Friday, January 20, 2017

I Will March

People keep asking me if I am excited for Saturday    I don't know how to respond.  Am I excited? No.  I am everything else.  I am nervous.  I don't like crowds.  I went to school in New Orleans and stood on Bourbon Street during Fat Tuesday once.  Once.  I am five foot nothing, and when I felt my feet leave the ground, I was terrified.  There will be 1,000,000 people at the march in D.C., and I am still five foot nothing.  I am frustrated.  I don't like the cold.  It is January.  I will be outside.  I want D.C. in spring, not winter.  I am annoyed.  I originally thought most of my friends would be making the trip.  They are not.  I am not a huge fan of busses or sleepless nights.  I will be on a bus for 6 hours in the middle of the night.  I am not excited.  But I am going.  Because I must.  I will be marching with my mother.  She grew up in the 60s. This will not be her first march.  She marched so that I would not have to. But Saturday, we will march together.  Because I have a daughter.  She is lovely and bright and filled with energy.  She had an "awesome" day today because, I kid you not, she had a math test.  This excites her.  She is and will be a force to reckon with, and she will never be touched or grabbed or violated in any way, if I have anything to say about it.  But I am tired of turning off the news when she enters the room.  Just the other day, her old school was on the news.  She attended a Jewish Community Center school until she was in kindergarten. On Wednesday, someone called in a bomb threat.  This was the case across the country, not just in our town.  Friends texted me.  They worried about their children, being walked across the campus.  I imagined their teachers, acting silly, trying to distract them from the abrupt change in routine, trying to ensure they felt safe.  My children were not there, and I felt relief, and guilt.  So I will march.  Because this, this new reality is not okay with me.  I have watched my friends in other states post about incidents of antisemitism.  In my naivety, I thought, "How sad, but not here. We will not have that sort of thing here."  We pretend, you see.  We are safe.  We are in a blue state.  I teach at a diverse school, in a diverse town.  My children will never be called kikes, or find a swastika on their classroom doors.  But just a week ago, someone made a swastika in the snow.  It was later turned into a peace sign.  But it did not negate the first iteration.  This is why I will march.

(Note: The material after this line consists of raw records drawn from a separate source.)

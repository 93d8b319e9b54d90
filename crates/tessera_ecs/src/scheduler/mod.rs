use std::{
  any::{Any, TypeId},
  mem,
  panic::{self, AssertUnwindSafe},
};

use graph::DependencyGraph;
#[cfg(feature = "debug")]
use log::trace;
use log::{debug, warn};
use rustc_hash::FxHashMap;
use tessera_utils::thread::{Latch, ThreadPool};

use crate::{
  commands::CommandBuffer,
  config::EcsConfig,
  error::ScheduleError,
  systems::{StoredSystem, System},
  time::Time,
  world::{UnsafeWorldCell, World},
};

mod graph;

#[derive(Debug, Clone, Copy, PartialEq, Eq, Hash, PartialOrd, Ord, Default)]
pub enum Phase {
  EarlyUpdate,
  #[default]
  Update,
  /// Runs zero or more times per update with a fixed step.
  FixedUpdate,
  LateUpdate,
  Render,
}

impl Phase {
  /// All phases in execution order.
  pub const ALL: [Phase; 5] = [
    Phase::EarlyUpdate,
    Phase::Update,
    Phase::FixedUpdate,
    Phase::LateUpdate,
    Phase::Render,
  ];

  #[inline]
  fn index(self) -> usize {
    self as usize
  }
}

/// Where and in which order a system runs.
#[derive(Debug, Clone, Default)]
pub struct SystemConfig {
  name: Option<String>,
  phase: Phase,
  order: i32,
  before: Vec<String>,
  after: Vec<String>,
}

impl SystemConfig {
  pub fn new() -> Self {
    Self::default()
  }

  /// Explicit name, must be unique. Defaults to the system's own name.
  pub fn named(mut self, name: impl Into<String>) -> Self {
    self.name = Some(name.into());
    self
  }

  pub fn in_phase(mut self, phase: Phase) -> Self {
    self.phase = phase;
    self
  }

  /// Lower values run first among systems without ordering constraints.
  pub fn order(mut self, order: i32) -> Self {
    self.order = order;
    self
  }

  pub fn before(mut self, system: impl Into<String>) -> Self {
    self.before.push(system.into());
    self
  }

  pub fn after(mut self, system: impl Into<String>) -> Self {
    self.after.push(system.into());
    self
  }
}

impl From<Phase> for SystemConfig {
  fn from(value: Phase) -> Self {
    SystemConfig::new().in_phase(value)
  }
}

impl From<&str> for SystemConfig {
  fn from(value: &str) -> Self {
    SystemConfig::new().named(value)
  }
}

#[derive(Clone, Copy, PartialEq, Eq, Hash, PartialOrd, Ord, Debug)]
pub struct SystemId(u64);

struct SystemRecord {
  id: SystemId,
  name: String,
  config: SystemConfig,
  system: StoredSystem,
  commands: CommandBuffer,
}

#[derive(Default)]
struct PhasePlan {
  batches: Vec<Vec<usize>>,
}

/// Runs the registered systems phase by phase.
pub struct Scheduler {
  records: Vec<SystemRecord>,
  plans: [PhasePlan; 5],
  next_seq: u64,
  thread_pool: Option<ThreadPool>,
  fixed_timestep: f32,
  max_fixed_steps: u32,
  accumulator: f32,
}

impl Scheduler {
  /// Creates a sequential scheduler, see [`Scheduler::start_workers`].
  pub fn new(config: &EcsConfig) -> Self {
    Self {
      records: Vec::new(),
      plans: Default::default(),
      next_seq: 0,
      thread_pool: None,
      fixed_timestep: config.fixed_timestep,
      max_fixed_steps: config.max_fixed_steps,
      accumulator: 0.0,
    }
  }

  /// Moves execution onto a worker pool and regroups every phase into
  /// parallel batches.
  pub fn start_workers(&mut self, worker_threads: usize) {
    debug!("Initializing Scheduler for async Execution");
    self.thread_pool = Some(ThreadPool::new(worker_threads.max(1)));

    for phase in Phase::ALL {
      if let Err(err) = self.rebuild(phase) {
        warn!("Keeping previous plan: {}", err);
      }
    }
  }

  pub fn is_parallel(&self) -> bool {
    self.thread_pool.is_some()
  }

  pub fn len(&self) -> usize {
    self.records.len()
  }

  pub fn is_empty(&self) -> bool {
    self.records.is_empty()
  }

  pub fn contains(&self, name: &str) -> bool {
    self.position(name).is_some()
  }

  fn position(&self, name: &str) -> Option<usize> {
    self.records.iter().position(|r| r.name == name)
  }

  fn unique_name(&self, base: &str) -> String {
    if !self.contains(base) {
      return base.to_string();
    }

    (2..)
      .map(|n| format!("{}#{}", base, n))
      .find(|name| !self.contains(name))
      .unwrap_or_else(|| base.to_string())
  }

  /// Initializes `system` against `world` and rebuilds the plan of its phase.
  ///
  /// On a cyclic ordering the registration is rolled back.
  pub fn add_system(
    &mut self,
    world: &mut World,
    mut system: StoredSystem,
    config: SystemConfig,
  ) -> Result<SystemId, ScheduleError> {
    let name = match &config.name {
      Some(name) if self.contains(name) => return Err(ScheduleError::DuplicateSystem(name.clone())),
      Some(name) => name.clone(),
      None => self.unique_name(system.name()),
    };

    debug!("Adding System {} to {:?}", name, config.phase);
    system.init(world);

    let id = SystemId(self.next_seq);
    self.next_seq += 1;

    let phase = config.phase;
    self.records.push(SystemRecord {
      id,
      name,
      config,
      system,
      commands: CommandBuffer::new(),
    });

    if let Err(err) = self.rebuild(phase) {
      self.records.pop();
      return Err(err);
    }

    Ok(id)
  }

  /// Unregisters the system called `name`. Returns `false` when there is none.
  pub fn remove_system(&mut self, name: &str) -> Result<bool, ScheduleError> {
    let Some(index) = self.position(name) else {
      return Ok(false);
    };

    debug!("Removing System {}", name);
    self.records.remove(index);

    for phase in Phase::ALL {
      self.rebuild(phase)?;
    }
    Ok(true)
  }

  fn rebuild(&mut self, phase: Phase) -> Result<(), ScheduleError> {
    let nodes = self
      .records
      .iter()
      .enumerate()
      .filter(|(_, r)| r.config.phase == phase)
      .map(|(i, _)| i)
      .collect::<Vec<_>>();

    let local = nodes
      .iter()
      .enumerate()
      .map(|(local, &global)| (self.records[global].name.as_str(), local))
      .collect::<FxHashMap<_, _>>();

    let mut graph = DependencyGraph::new(nodes.len());
    for (i, &global) in nodes.iter().enumerate() {
      let record = &self.records[global];

      for (other, before) in record
        .config
        .before
        .iter()
        .map(|n| (n, true))
        .chain(record.config.after.iter().map(|n| (n, false)))
      {
        match local.get(other.as_str()) {
          Some(&j) if before => graph.add_edge(i, j),
          Some(&j) => graph.add_edge(j, i),
          None => warn!(
            "System {} references {} which is not registered in {:?}, ignoring",
            record.name, other, phase
          ),
        }
      }
    }

    let keys = nodes
      .iter()
      .map(|&i| (self.records[i].config.order, self.records[i].id.0))
      .collect::<Vec<_>>();

    let order = graph
      .sort(&keys)
      .map_err(|cycle| ScheduleError::CycleDetected {
        phase,
        systems: cycle
          .into_iter()
          .map(|i| self.records[nodes[i]].name.clone())
          .collect(),
      })?;

    let batches = if self.is_parallel() {
      graph.batches(&order, |a, b| {
        self.records[nodes[a]]
          .system
          .meta()
          .overlaps(self.records[nodes[b]].system.meta())
      })
    } else {
      order.iter().map(|&i| vec![i]).collect()
    };

    let batches = batches
      .into_iter()
      .map(|batch| batch.into_iter().map(|i| nodes[i]).collect::<Vec<_>>())
      .collect::<Vec<_>>();

    debug!(
      "Planned {:?}: {} Systems in {} Batches",
      phase,
      nodes.len(),
      batches.len()
    );
    self.plans[phase.index()] = PhasePlan { batches };
    Ok(())
  }

  /// System names of `phase` in execution order.
  pub fn phase_order(&self, phase: Phase) -> Vec<&str> {
    self.plans[phase.index()]
      .batches
      .iter()
      .flatten()
      .map(|&i| self.records[i].name.as_str())
      .collect()
  }

  pub fn phase_batches(&self, phase: Phase) -> Vec<Vec<&str>> {
    self.plans[phase.index()]
      .batches
      .iter()
      .map(|batch| batch.iter().map(|&i| self.records[i].name.as_str()).collect())
      .collect()
  }

  pub fn system(&self, name: &str) -> Option<&dyn System> {
    self
      .records
      .iter()
      .find(|r| r.name == name)
      .map(|r| &*r.system as &dyn System)
  }

  pub fn capability(&self, name: &str, capability: TypeId) -> Option<&dyn Any> {
    self.system(name)?.capability(capability)
  }

  /// One pass over all phases.
  pub fn run(&mut self, world: &mut World, delta: f32) {
    world.get_resource_or_insert_with(Time::default).advance(delta);

    for phase in Phase::ALL {
      if phase == Phase::FixedUpdate {
        self.run_fixed(world, delta);
      } else {
        self.run_phase(world, phase);
      }
    }

    world.get_resource_or_insert_with(Time::default).frame += 1;
  }

  fn run_fixed(&mut self, world: &mut World, delta: f32) {
    let timestep = self.fixed_timestep;
    if timestep <= 0.0 {
      world.get_resource_or_insert_with(Time::default).fixed_delta = delta;
      self.run_phase(world, Phase::FixedUpdate);
      return;
    }

    world.get_resource_or_insert_with(Time::default).fixed_delta = timestep;
    self.accumulator += delta;

    let mut steps = 0;
    while self.accumulator >= timestep && steps < self.max_fixed_steps {
      self.run_phase(world, Phase::FixedUpdate);
      self.accumulator -= timestep;
      steps += 1;
    }

    if self.accumulator >= timestep {
      #[cfg(feature = "debug")]
      trace!("Dropping {} fixed steps", (self.accumulator / timestep) as u32);
      self.accumulator %= timestep;
    }
  }

  fn run_phase(&mut self, world: &mut World, phase: Phase) {
    let Self {
      records,
      plans,
      thread_pool,
      ..
    } = self;

    for (_i, batch) in plans[phase.index()].batches.iter().enumerate() {
      #[cfg(feature = "debug")]
      trace!("Executing {:?} Batch {}", phase, _i);

      match thread_pool {
        Some(pool) if batch.len() > 1 => run_parallel(pool, records, batch, world),
        _ => {
          for &index in batch {
            let record = &mut records[index];
            record
              .system
              .run(UnsafeWorldCell::new(world), &mut record.commands);
          }
        }
      }

      for &index in batch {
        records[index].commands.flush(world);
      }
    }
  }
}

fn run_parallel(
  pool: &ThreadPool,
  records: &mut [SystemRecord],
  batch: &[usize],
  world: &mut World,
) {
  let latch = Latch::new(batch.len());
  let world: UnsafeWorldCell<'static> = unsafe { mem::transmute(UnsafeWorldCell::new(world)) };
  let base = records.as_mut_ptr();

  for &index in batch {
    debug_assert!(index < records.len());
    // Batches never contain an index twice.
    let record: &'static mut SystemRecord = unsafe { &mut *base.add(index) };
    let latch = latch.clone();

    pool.execute(move || {
      let result = panic::catch_unwind(AssertUnwindSafe(|| {
        record.system.run(world, &mut record.commands)
      }));

      match result {
        Ok(()) => latch.count_down(),
        Err(payload) => latch.count_down_with_panic(payload),
      }
    });
  }

  if let Err(payload) = latch.wait() {
    panic::resume_unwind(payload);
  }
}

I am a teacher.  A good number of my students attended the inauguration of a president about whom I have grave reservations.  Will he protect their rights and their needs?  Will he allow them to be curious, to question and contradict?  Will there be security and safety for their parents who need it most?  Or will he tweet away their safety?  We have worked so hard to make them feel included, to feel they had a voice.  Do they still?  Will they always?  I will march on Saturday to let them know that if I have a say, so will they.  I will do what I can, what I am allowed, so that some day, they might choose to do the same. Some day, there will still be a place to make the choices that in my lifetime have remained a right.  Some day, there will be a person in the White House who sees them as an equal part of this great nation, who allows them all the chance to live, to prosper, to thrive, no matter who their parents were.  Someday, we will all remember that we are a nation of immigrants first and foremost, that women birthed this nation, and that children must not bear the burden of their fathers.
I am a mother, and a teacher, and a Jew.  This is why on Saturday, no matter my discomfort, in spite of my discomfort, because of my discomfort, I will march. And like my mother before me, I will do so, so that they don't have to.